In 2006, at 93 years of age, mom was fragile and strong, smart and at times fuzzy. She had a great sense of humor and a twinkle in her blue eyes. If she got mad, she could give you such a whop, if she wanted to…which she didn’t.
We had been looking after mom for quite a few years already. Living next door made that pretty easy to do. Each year we had been taking on more and more of her responsibilities, laundry, shopping, bill paying and eventually preparing meals for her.
She continued doing some simple cooking, fixing microwave meals, and of course she had to have a dish of frozen yogurt before bed, her fix! I started having meals on wheels delivered to her when the cooking became to dangerous for her to manage. Popping that meal in the mic was manageable for her for awhile yet.
Mom was still able to toilet herself yet, she had a potty in her room to use while in there, or she could use the regular bathroom if she was in the front room. Bathing, however was being eliminated more and more, so I needed to step in and assist with that, as well as doing her nails and hair. Not really a problem as I was just next door. You do what you need to do.

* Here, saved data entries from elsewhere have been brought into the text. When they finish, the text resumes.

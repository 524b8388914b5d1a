//! Dispatch sinks.
//!
//! A sink delivers an accepted signal to the outside world with
//! at-most-once semantics: failures are logged, never retried, because
//! the alert gate has already transitioned to Cooling.

use async_trait::async_trait;
use reqwest::Client;
use serde_json::json;
use thiserror::Error;
use tracing::{info, warn};

use crate::types::{Signal, SignalAction};

const TELEGRAM_URL: &str = "https://api.telegram.org";

/// Delivery failure. The engine logs it and moves on.
#[derive(Error, Debug)]
pub enum SinkError {
    #[error("sink rejected the message: {0}")]
    Rejected(String),
    #[error(transparent)]
    Transport(#[from] reqwest::Error),
}

/// Delivery surface for accepted signals.
#[async_trait]
pub trait DispatchSink: Send + Sync {
    /// Deliver one signal. At-most-once; do not retry internally.
    async fn deliver(&self, signal: &Signal) -> Result<(), SinkError>;

    /// Out-of-band system notice (startup, shutdown). Best effort.
    async fn announce(&self, _text: &str) -> Result<(), SinkError> {
        Ok(())
    }
}

/// Telegram Bot API sink, HTML formatting.
pub struct TelegramSink {
    client: Client,
    bot_token: String,
    chat_id: String,
}

impl TelegramSink {
    pub fn new(bot_token: String, chat_id: String) -> Self {
        Self {
            client: Client::new(),
            bot_token,
            chat_id,
        }
    }

    async fn send_message(&self, text: &str) -> Result<(), SinkError> {
        let url = format!("{}/bot{}/sendMessage", TELEGRAM_URL, self.bot_token);
        let payload = json!({
            "chat_id": self.chat_id,
            "text": text,
            "parse_mode": "HTML",
        });

        let response = self.client.post(&url).json(&payload).send().await?;
        if response.status().is_success() {
            Ok(())
        } else {
            let status = response.status();
            let body = response.text().await.unwrap_or_default();
            Err(SinkError::Rejected(format!("{}: {}", status, body)))
        }
    }

    /// Render a signal in the alert layout the bot has always used.
    pub fn format_alert(signal: &Signal) -> String {
        let (emoji, headline) = match signal.action {
            SignalAction::Buy => ("\u{1F7E2}", "BUY SIGNAL"),
            SignalAction::Sell => ("\u{1F534}", "SELL SIGNAL"),
            SignalAction::Exit => ("\u{26A0}", "EXIT SIGNAL"),
            SignalAction::Hold => ("\u{26AA}", "HOLD"),
        };

        let snapshot = &signal.snapshot;
        let pcr = snapshot
            .pcr
            .map(|p| format!("{:.2}", p))
            .unwrap_or_else(|| "n/a".to_string());
        let support = snapshot
            .support
            .map(|s| format!("{:.2}", s))
            .unwrap_or_else(|| "-".to_string());
        let resistance = snapshot
            .resistance
            .map(|r| format!("{:.2}", r))
            .unwrap_or_else(|| "-".to_string());

        let reasons = signal
            .reasons
            .iter()
            .map(|r| format!("\u{2022} {}", r))
            .collect::<Vec<_>>()
            .join("\n");

        let advisory = signal
            .opinion
            .as_ref()
            .map(|op| {
                format!(
                    "\n<b>\u{1F916} ADVISORY ({} {:.0}%)</b>\n{}\n",
                    op.bias.label(),
                    op.confidence * 100.0,
                    op.rationale
                )
            })
            .unwrap_or_default();

        format!(
            "{emoji} <b>{symbol} {headline}</b> {emoji}\n\n\
             \u{1F3AF} <b>Strength: {strength:.0}%</b>\n\n\
             <b>\u{1F4C8} MARKET CONTEXT</b>\n\
             \u{2022} Spot: {price:.2}\n\
             \u{2022} VWAP: {vwap:.2}\n\
             \u{2022} PCR: {pcr}\n\
             \u{2022} Support: {support}\n\
             \u{2022} Resistance: {resistance}\n\
             \u{2022} Trend: {trend}\n\n\
             <b>\u{1F4A1} FACTORS</b>\n{reasons}\n{advisory}\n\
             \u{26A0} <i>Automated signal. Verify before trading.</i>",
            emoji = emoji,
            symbol = signal.symbol,
            headline = headline,
            strength = signal.strength * 100.0,
            price = snapshot.price,
            vwap = snapshot.vwap,
            pcr = pcr,
            support = support,
            resistance = resistance,
            trend = snapshot.trend.label(),
            reasons = reasons,
            advisory = advisory,
        )
    }
}

#[async_trait]
impl DispatchSink for TelegramSink {
    async fn deliver(&self, signal: &Signal) -> Result<(), SinkError> {
        self.send_message(&Self::format_alert(signal)).await?;
        info!(symbol = %signal.symbol, action = signal.action.label(), "alert delivered");
        Ok(())
    }

    async fn announce(&self, text: &str) -> Result<(), SinkError> {
        self.send_message(text).await
    }
}

/// Fallback sink used when Telegram is not configured: signals land in
/// the log stream only.
pub struct LogSink;

#[async_trait]
impl DispatchSink for LogSink {
    async fn deliver(&self, signal: &Signal) -> Result<(), SinkError> {
        info!(
            symbol = %signal.symbol,
            action = signal.action.label(),
            strength = signal.strength,
            reasons = ?signal.reasons,
            "signal (log sink)"
        );
        Ok(())
    }

    async fn announce(&self, text: &str) -> Result<(), SinkError> {
        warn!("{}", text);
        Ok(())
    }
}
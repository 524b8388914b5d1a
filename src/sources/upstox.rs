//! Upstox market-data client.
//!
//! Composes the latest intraday candle and the option chain for an
//! instrument into one `Observation` per polling cycle.

use anyhow::{anyhow, Context};
use async_trait::async_trait;
use chrono::{DateTime, NaiveDate, Utc};
use dashmap::DashMap;
use reqwest::Client;
use serde::Deserialize;
use tracing::{debug, warn};

use crate::sources::ObservationSource;
use crate::types::{ChainSnapshot, Instrument, Observation, StrikeEntry};

const BASE_URL: &str = "https://api.upstox.com/v2";
const CANDLE_URL: &str = "https://api.upstox.com/v3/historical-candle/intraday";

/// Success envelope every Upstox endpoint uses.
#[derive(Debug, Deserialize)]
struct Envelope<T> {
    status: String,
    data: Option<T>,
}

#[derive(Debug, Deserialize)]
struct ContractRow {
    expiry: Option<String>,
}

#[derive(Debug, Deserialize)]
struct ChainRow {
    strike_price: Option<f64>,
    call_options: Option<OptionSide>,
    put_options: Option<OptionSide>,
}

#[derive(Debug, Deserialize, Default)]
struct OptionSide {
    #[serde(default)]
    market_data: SideMarketData,
    option_greeks: Option<Greeks>,
}

#[derive(Debug, Deserialize, Default)]
struct SideMarketData {
    #[serde(default)]
    ltp: f64,
    #[serde(default)]
    volume: u64,
    #[serde(default)]
    oi: u64,
}

#[derive(Debug, Deserialize)]
struct Greeks {
    iv: Option<f64>,
}

#[derive(Debug, Deserialize)]
struct CandlePayload {
    #[serde(default)]
    candles: Vec<serde_json::Value>,
}

/// A parsed `[timestamp, o, h, l, c, volume, oi]` candle row.
#[derive(Debug, Clone, Copy)]
struct Candle {
    timestamp: i64,
    close: f64,
    volume: f64,
}

/// REST client for Upstox market data.
pub struct UpstoxClient {
    client: Client,
    access_token: String,
    /// instrument name -> resolved nearest expiry, cached per process.
    expiry_cache: DashMap<String, NaiveDate>,
}

impl UpstoxClient {
    pub fn new(access_token: String) -> Self {
        Self {
            client: Client::new(),
            access_token,
            expiry_cache: DashMap::new(),
        }
    }

    async fn get_json<T: for<'de> Deserialize<'de>>(
        &self,
        url: &str,
        params: &[(&str, &str)],
    ) -> anyhow::Result<T> {
        let response = self
            .client
            .get(url)
            .query(params)
            .bearer_auth(&self.access_token)
            .header("Accept", "application/json")
            .send()
            .await
            .context("upstox request failed")?;

        let status = response.status();
        if !status.is_success() {
            let body = response.text().await.unwrap_or_default();
            return Err(anyhow!("upstox returned {}: {}", status, body));
        }

        let envelope: Envelope<T> = response.json().await.context("upstox response decode")?;
        if envelope.status != "success" {
            return Err(anyhow!("upstox status: {}", envelope.status));
        }
        envelope.data.ok_or_else(|| anyhow!("upstox payload empty"))
    }

    /// Resolve (and cache) the nearest non-past expiry for an instrument.
    pub async fn nearest_expiry(&self, instrument: &Instrument) -> anyhow::Result<NaiveDate> {
        if let Some(cached) = self.expiry_cache.get(&instrument.name) {
            return Ok(*cached);
        }

        let rows: Vec<ContractRow> = self
            .get_json(
                &format!("{}/option/contract", BASE_URL),
                &[("instrument_key", instrument.quote_key.as_str())],
            )
            .await?;

        let today = Utc::now().date_naive();
        let mut expiries: Vec<NaiveDate> = rows
            .iter()
            .filter_map(|r| r.expiry.as_deref())
            .filter_map(|e| NaiveDate::parse_from_str(e, "%Y-%m-%d").ok())
            .collect();
        expiries.sort();
        expiries.dedup();

        let nearest = expiries
            .iter()
            .find(|e| **e >= today)
            .or_else(|| expiries.first())
            .copied()
            .ok_or_else(|| anyhow!("no expiries listed for {}", instrument.name))?;

        debug!(instrument = %instrument.name, %nearest, "resolved nearest expiry");
        self.expiry_cache.insert(instrument.name.clone(), nearest);
        Ok(nearest)
    }

    /// Fetch the option chain for one expiry.
    pub async fn option_chain(
        &self,
        instrument: &Instrument,
        expiry: NaiveDate,
    ) -> anyhow::Result<ChainSnapshot> {
        let expiry_str = expiry.format("%Y-%m-%d").to_string();
        let rows: Vec<ChainRow> = self
            .get_json(
                &format!("{}/option/chain", BASE_URL),
                &[
                    ("instrument_key", instrument.quote_key.as_str()),
                    ("expiry_date", expiry_str.as_str()),
                ],
            )
            .await?;

        let strikes = rows
            .into_iter()
            .filter_map(|row| {
                let strike = row.strike_price? as u32;
                let call = row.call_options.unwrap_or_default();
                let put = row.put_options.unwrap_or_default();
                Some(StrikeEntry {
                    strike,
                    call_oi: call.market_data.oi,
                    put_oi: put.market_data.oi,
                    call_volume: call.market_data.volume,
                    put_volume: put.market_data.volume,
                    call_ltp: call.market_data.ltp,
                    put_ltp: put.market_data.ltp,
                    call_iv: call.option_greeks.and_then(|g| g.iv),
                    put_iv: put.option_greeks.and_then(|g| g.iv),
                })
            })
            .collect();

        Ok(ChainSnapshot {
            expiry: expiry_str,
            strikes,
        })
    }

    /// Latest one-minute intraday candle for the instrument.
    async fn latest_candle(&self, instrument: &Instrument) -> anyhow::Result<Option<Candle>> {
        let encoded_key = instrument.quote_key.replace('|', "%7C").replace(' ', "%20");
        let url = format!("{}/{}/minutes/1", CANDLE_URL, encoded_key);
        let payload: CandlePayload = self.get_json(&url, &[]).await?;

        // Rows arrive newest first: [ts, o, h, l, c, volume, oi].
        Ok(payload.candles.first().and_then(parse_candle))
    }
}

fn parse_candle(row: &serde_json::Value) -> Option<Candle> {
    let fields = row.as_array()?;
    if fields.len() < 6 {
        return None;
    }
    let timestamp = fields[0]
        .as_str()
        .and_then(|t| DateTime::parse_from_rfc3339(t).ok())
        .map(|t| t.timestamp_millis())?;
    Some(Candle {
        timestamp,
        close: fields[4].as_f64()?,
        volume: fields[5].as_f64().unwrap_or(0.0),
    })
}

#[async_trait]
impl ObservationSource for UpstoxClient {
    async fn fetch(&self, instrument: &Instrument) -> anyhow::Result<Option<Observation>> {
        let candle = match self.latest_candle(instrument).await {
            Ok(candle) => candle,
            Err(e) => {
                warn!(instrument = %instrument.name, error = %e, "candle fetch failed");
                None
            }
        };

        let Some(candle) = candle else {
            return Ok(None);
        };

        let mut observation = Observation::sample(
            &instrument.name,
            candle.timestamp,
            candle.close,
            candle.volume,
        );

        // Chain data enriches the observation but its absence never
        // blocks the price path.
        match self.nearest_expiry(instrument).await {
            Ok(expiry) => match self.option_chain(instrument, expiry).await {
                Ok(chain) if !chain.strikes.is_empty() => {
                    observation = observation.with_chain(chain);
                }
                Ok(_) => {}
                Err(e) => {
                    warn!(instrument = %instrument.name, error = %e, "chain fetch failed");
                }
            },
            Err(e) => {
                warn!(instrument = %instrument.name, error = %e, "expiry resolution failed");
            }
        }

        Ok(Some(observation))
    }
}
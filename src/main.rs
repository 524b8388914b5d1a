use std::sync::Arc;
use std::time::Duration;

use axum::Router;
use banshee::config::Config;
use banshee::services::{IstSessionClock, SessionClock, SignalEngine};
use banshee::sources::{
    AdvisoryClient, DispatchSink, GeminiAdvisor, LogSink, ObservationSource, TelegramSink,
    UpstoxClient,
};
use banshee::{resolve_instruments, AppState};
use tower_http::cors::{Any, CorsLayer};
use tower_http::trace::TraceLayer;
use tracing::{error, info, warn};
use tracing_subscriber::{layer::SubscriberExt, util::SubscriberInitExt};

#[tokio::main]
async fn main() -> anyhow::Result<()> {
    // Load environment variables
    dotenvy::dotenv().ok();

    // Initialize tracing
    tracing_subscriber::registry()
        .with(
            tracing_subscriber::EnvFilter::try_from_default_env()
                .unwrap_or_else(|_| "banshee=debug,tower_http=debug".into()),
        )
        .with(tracing_subscriber::fmt::layer())
        .init();

    // Load configuration
    let config = Arc::new(Config::from_env());
    info!("Starting Banshee server on {}:{}", config.host, config.port);

    let instruments = Arc::new(resolve_instruments(&config));
    if instruments.is_empty() {
        anyhow::bail!("no instruments enabled; check the INSTRUMENTS variable");
    }
    info!(
        "Tracking instruments: {}",
        instruments
            .iter()
            .map(|i| i.name.as_str())
            .collect::<Vec<_>>()
            .join(", ")
    );

    // Market session clock (NSE/BSE hours, IST)
    let clock: Arc<dyn SessionClock> = Arc::new(IstSessionClock::new());

    // AI advisory client (optional)
    let advisory: Option<Arc<dyn AdvisoryClient>> = match config.gemini_api_key.clone() {
        Some(api_key) => {
            info!("Gemini API key found, advisory layer enabled");
            Some(Arc::new(GeminiAdvisor::new(
                api_key,
                config.gemini_model.clone(),
                Duration::from_secs(config.ai_timeout_secs),
            )))
        }
        None => {
            warn!("No Gemini API key, running rule-only");
            None
        }
    };

    // Dispatch sinks
    let mut sinks: Vec<Arc<dyn DispatchSink>> = Vec::new();
    match (
        config.telegram_bot_token.clone(),
        config.telegram_chat_id.clone(),
    ) {
        (Some(token), Some(chat_id)) => {
            info!("Telegram sink enabled");
            sinks.push(Arc::new(TelegramSink::new(token, chat_id)));
        }
        _ => {
            warn!("Telegram not configured, alerts go to the log only");
            sinks.push(Arc::new(LogSink));
        }
    }

    // The engine
    let engine = SignalEngine::new(&config, clock.clone(), advisory, sinks.clone());

    // Market data source
    let source: Option<Arc<dyn ObservationSource>> = config
        .upstox_access_token
        .clone()
        .map(|token| Arc::new(UpstoxClient::new(token)) as Arc<dyn ObservationSource>);
    if source.is_none() {
        warn!("UPSTOX_ACCESS_TOKEN not set; no observations will be ingested");
    }

    // Startup notice
    let notice = format!(
        "\u{1F680} <b>Banshee signal engine started</b>\n\nInstruments: {}\nAI advisory: {}\nInterval: {}s",
        instruments
            .iter()
            .map(|i| i.display_name.as_str())
            .collect::<Vec<_>>()
            .join(", "),
        if config.gemini_api_key.is_some() { "enabled" } else { "disabled" },
        config.refresh_interval_secs,
    );
    for sink in &sinks {
        if let Err(e) = sink.announce(&notice).await {
            warn!(error = %e, "startup notice failed");
        }
    }

    // Polling loop: one pass over all instruments per interval, gated to
    // market hours.
    if let Some(source) = source {
        let engine = engine.clone();
        let clock = clock.clone();
        let instruments = instruments.clone();
        let interval_secs = config.refresh_interval_secs;
        tokio::spawn(async move {
            let mut ticker = tokio::time::interval(Duration::from_secs(interval_secs));
            loop {
                ticker.tick().await;

                if !clock.is_open(chrono::Utc::now()) {
                    continue;
                }

                for instrument in instruments.iter() {
                    match source.fetch(instrument).await {
                        Ok(Some(observation)) => {
                            let outcome = engine.ingest(observation).await;
                            tracing::debug!(
                                instrument = %instrument.name,
                                ?outcome,
                                "cycle complete"
                            );
                        }
                        Ok(None) => {
                            tracing::debug!(instrument = %instrument.name, "no new data");
                        }
                        Err(e) => {
                            error!(instrument = %instrument.name, error = %e, "fetch failed");
                        }
                    }
                }
            }
        });
    }

    // Build CORS layer
    let cors = CorsLayer::new()
        .allow_origin(Any)
        .allow_methods(Any)
        .allow_headers(Any);

    // Build the router
    let state = AppState {
        config: config.clone(),
        engine: engine.clone(),
        instruments: instruments.clone(),
    };
    let app = Router::new()
        .merge(banshee::api::router())
        .layer(cors)
        .layer(TraceLayer::new_for_http())
        .with_state(state);

    // Start the server
    let addr = format!("{}:{}", config.host, config.port);
    let listener = tokio::net::TcpListener::bind(&addr).await?;
    info!("Banshee server listening on {}", addr);

    axum::serve(listener, app)
        .with_graceful_shutdown(shutdown_signal(sinks, engine))
        .await?;

    Ok(())
}

/// Wait for ctrl-c, then send the shutdown notice with a usage summary.
async fn shutdown_signal(sinks: Vec<Arc<dyn DispatchSink>>, engine: Arc<SignalEngine>) {
    if tokio::signal::ctrl_c().await.is_err() {
        return;
    }
    let usage = engine.usage();
    info!(?usage, "shutting down");
    let notice = format!(
        "\u{1F6D1} <b>Banshee stopped</b>\n\nSignals today: {}\nAlerts sent: {}\nAdvisory calls: {} ({} failed)",
        usage.signals_generated, usage.alerts_sent, usage.advisory_calls, usage.advisory_failures,
    );
    for sink in &sinks {
        if let Err(e) = sink.announce(&notice).await {
            warn!(error = %e, "shutdown notice failed");
        }
    }
}
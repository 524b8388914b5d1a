//! Trading signals and their deduplication fingerprints.

use serde::{Deserialize, Serialize};
use uuid::Uuid;

use crate::types::{AiOpinion, IndicatorSnapshot};

/// Action recommended by the strategy.
#[derive(Debug, Clone, Copy, PartialEq, Eq, Hash, Serialize, Deserialize)]
#[serde(rename_all = "snake_case")]
pub enum SignalAction {
    Buy,
    Sell,
    Hold,
    /// Risk-off: the structure backing an earlier entry has broken.
    /// Never suppressed or overridden by the advisory layer.
    Exit,
}

impl SignalAction {
    pub fn label(&self) -> &'static str {
        match self {
            SignalAction::Buy => "BUY",
            SignalAction::Sell => "SELL",
            SignalAction::Hold => "HOLD",
            SignalAction::Exit => "EXIT",
        }
    }

    /// Whether this action opens exposure in a direction.
    pub fn is_entry(&self) -> bool {
        matches!(self, SignalAction::Buy | SignalAction::Sell)
    }
}

/// Stable key used by the alert gate for deduplication.
///
/// Two signals with equal fingerprints are the "same" alert for cooldown
/// purposes. The strength bucket is optional so that near-identical
/// strengths don't defeat deduplication unless explicitly requested.
#[derive(Debug, Clone, PartialEq, Eq, Hash, Serialize, Deserialize)]
pub struct Fingerprint {
    pub symbol: String,
    pub action: SignalAction,
    /// Strength rounded to tenths, when bucketing is enabled.
    pub strength_bucket: Option<u8>,
}

impl std::fmt::Display for Fingerprint {
    fn fmt(&self, f: &mut std::fmt::Formatter<'_>) -> std::fmt::Result {
        match self.strength_bucket {
            Some(b) => write!(f, "{}:{}:{}", self.symbol, self.action.label(), b),
            None => write!(f, "{}:{}", self.symbol, self.action.label()),
        }
    }
}

/// A discrete trading signal. Immutable once constructed.
#[derive(Debug, Clone, Serialize, Deserialize)]
#[serde(rename_all = "camelCase")]
pub struct Signal {
    pub id: Uuid,
    pub symbol: String,
    pub action: SignalAction,
    /// Conviction, 0..1.
    pub strength: f64,
    /// Human-readable factors that triggered this signal.
    pub reasons: Vec<String>,
    /// The snapshot this signal was derived from.
    pub snapshot: IndicatorSnapshot,
    /// Advisory opinion blended in, if one was available.
    #[serde(skip_serializing_if = "Option::is_none")]
    pub opinion: Option<AiOpinion>,
    /// Unix timestamp (ms) when constructed.
    pub created_at: i64,
}

impl Signal {
    pub fn new(
        snapshot: IndicatorSnapshot,
        action: SignalAction,
        strength: f64,
        reasons: Vec<String>,
        opinion: Option<AiOpinion>,
    ) -> Self {
        Self {
            id: Uuid::new_v4(),
            symbol: snapshot.symbol.clone(),
            action,
            strength: strength.clamp(0.0, 1.0),
            reasons,
            created_at: snapshot.as_of,
            snapshot,
            opinion,
        }
    }

    /// Deduplication key for the alert gate.
    pub fn fingerprint(&self, bucket_strength: bool) -> Fingerprint {
        Fingerprint {
            symbol: self.symbol.clone(),
            action: self.action,
            strength_bucket: bucket_strength.then(|| (self.strength * 10.0).round() as u8),
        }
    }
}
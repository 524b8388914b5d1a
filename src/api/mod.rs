pub mod health;
pub mod market;
pub mod signals;

use crate::AppState;
use axum::Router;

/// Create the API router.
pub fn router() -> Router<AppState> {
    Router::new()
        .merge(health::router())
        .nest("/api/market", market::router())
        .nest("/api/signals", signals::router())
}
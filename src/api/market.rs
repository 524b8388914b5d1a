//! Market state endpoints: latest indicator snapshots per instrument.

use axum::{
    extract::{Path, State},
    routing::get,
    Json, Router,
};
use serde::Serialize;

use crate::error::AppError;
use crate::types::{IndicatorSnapshot, Instrument};
use crate::AppState;

/// API response wrapper.
#[derive(Serialize)]
pub struct ApiResponse<T> {
    pub data: T,
    pub timestamp: i64,
}

impl<T> ApiResponse<T> {
    pub fn new(data: T) -> Self {
        Self {
            data,
            timestamp: chrono::Utc::now().timestamp_millis(),
        }
    }
}

pub fn router() -> Router<AppState> {
    Router::new()
        .route("/", get(list_snapshots))
        .route("/instruments", get(list_instruments))
        .route("/:symbol", get(get_snapshot))
}

/// Latest snapshot for every instrument that has produced one.
async fn list_snapshots(State(state): State<AppState>) -> Json<ApiResponse<Vec<IndicatorSnapshot>>> {
    Json(ApiResponse::new(state.engine.all_snapshots()))
}

/// The configured instrument set.
async fn list_instruments(State(state): State<AppState>) -> Json<ApiResponse<Vec<Instrument>>> {
    Json(ApiResponse::new(state.instruments.as_ref().clone()))
}

/// Latest snapshot for one instrument.
async fn get_snapshot(
    State(state): State<AppState>,
    Path(symbol): Path<String>,
) -> Result<Json<ApiResponse<IndicatorSnapshot>>, AppError> {
    let symbol = symbol.to_uppercase();
    state
        .engine
        .latest_snapshot(&symbol)
        .map(|snapshot| Json(ApiResponse::new(snapshot)))
        .ok_or_else(|| AppError::NotFound(format!("no snapshot for {}", symbol)))
}
//! Signal endpoints: recent signals, alert gate state, usage counters.

use axum::{
    extract::{Path, Query, State},
    routing::get,
    Json, Router,
};
use serde::Deserialize;

use crate::api::market::ApiResponse;
use crate::services::alert_gate::AlertRecord;
use crate::services::usage::DailyUsage;
use crate::types::Signal;
use crate::AppState;

const DEFAULT_LIMIT: usize = 50;

#[derive(Debug, Deserialize)]
pub struct SignalsQuery {
    /// Maximum number of signals to return (default 50).
    pub limit: Option<usize>,
}

pub fn router() -> Router<AppState> {
    Router::new()
        .route("/recent", get(recent_signals))
        .route("/alerts", get(alert_records))
        .route("/usage", get(usage))
        .route("/:symbol", get(symbol_signals))
}

/// Recently dispatched signals across all instruments, newest first.
async fn recent_signals(
    State(state): State<AppState>,
    Query(query): Query<SignalsQuery>,
) -> Json<ApiResponse<Vec<Signal>>> {
    let limit = query.limit.unwrap_or(DEFAULT_LIMIT);
    Json(ApiResponse::new(state.engine.recent_signals(None, limit)))
}

/// Recently dispatched signals for one instrument.
async fn symbol_signals(
    State(state): State<AppState>,
    Path(symbol): Path<String>,
    Query(query): Query<SignalsQuery>,
) -> Json<ApiResponse<Vec<Signal>>> {
    let symbol = symbol.to_uppercase();
    let limit = query.limit.unwrap_or(DEFAULT_LIMIT);
    Json(ApiResponse::new(
        state.engine.recent_signals(Some(&symbol), limit),
    ))
}

/// Alert gate bookkeeping per fingerprint.
async fn alert_records(State(state): State<AppState>) -> Json<ApiResponse<Vec<AlertRecord>>> {
    Json(ApiResponse::new(state.engine.alert_records()))
}

/// Daily usage counters.
async fn usage(State(state): State<AppState>) -> Json<ApiResponse<DailyUsage>> {
    Json(ApiResponse::new(state.engine.usage()))
}
//! Health check endpoint.

use axum::{routing::get, Json, Router};
use serde_json::{json, Value};

use crate::AppState;

pub fn router() -> Router<AppState> {
    Router::new().route("/health", get(health))
}

async fn health() -> Json<Value> {
    Json(json!({
        "status": "ok",
        "service": "banshee",
        "timestamp": chrono::Utc::now().timestamp_millis(),
    }))
}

On November 17, 2005, our home had a fire. We moved in with mom that day, thank God we had a place to go. We slept in the front room on the hide-a-bed. Since we were living with mom, we could tend to her even better. She was still able to look after herself during the day while we were working. But that would not continue very much longer.
Mom had been living alone for many years and as a result had established very bad habits and routines. As she got older, her once very routine day turned into a do whatever, whenever or not at all day! That included sleeping, eating, bathing and so on. She would get up at all hours of the night, sometimes getting dressed and having breakfast at midnight! Well, needless to say we lost a lot of sleep for awhile until we could get her into a good routine, for all of our sakes! I got her on a schedule of when to get up, eat, take a nap and go to bed. She still would rebel against the routine, “I will go to bed when I want to!” she would protest. Having a schedule and sticking to it as best as we could was not only necessary for us but also beneficial for her, even though she didn’t think so!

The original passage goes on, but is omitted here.